─── SOURCE RECORDS ───

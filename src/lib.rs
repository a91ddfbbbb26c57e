//! A game engine for playing or analysing the board game 'Othello' (Reversi)
//!
//! The board is packed into one 64-bit mask per colour. Legal moves are
//! found by probing the flip engine, and a negamax search with alpha-beta
//! pruning picks the move that maximises the disk differential a given
//! number of plies ahead, either serially or with sibling moves explored
//! in parallel.
//!
//! # Basic Usage
//!
//! ```
//! use othello_ai::{bitboard::{BitBoard, Color, Move}, solver::Solver};
//!
//!# use std::error::Error;
//!# fn main() -> Result<(), Box<dyn Error>> {
//! let mut solver = Solver::new(BitBoard::new(), Color::Black);
//! let action = solver.solve(3);
//!
//! assert!(action.has_move);
//! assert_eq!(action.best_move, Some(Move::new(6, 5)));
//!# Ok(())
//!# }
//! ```

use static_assertions::*;
pub use anyhow;

pub mod bitboard;

pub mod flip;

pub mod movegen;

pub mod eval;

pub mod perft;

pub mod solver;


/// The number of rows (and columns) on the game board
pub const EDGE: usize = 8;

/// The number of cells on the game board
pub const NUM_CELLS: usize = EDGE * EDGE;

// one bit per cell for each colour's mask
const_assert_eq!(NUM_CELLS, 64);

───

YOUR OBJECTIVE
What is needed is the number of lines in the data that hold the word "colour", and nothing more.

RESPONSE BOX
2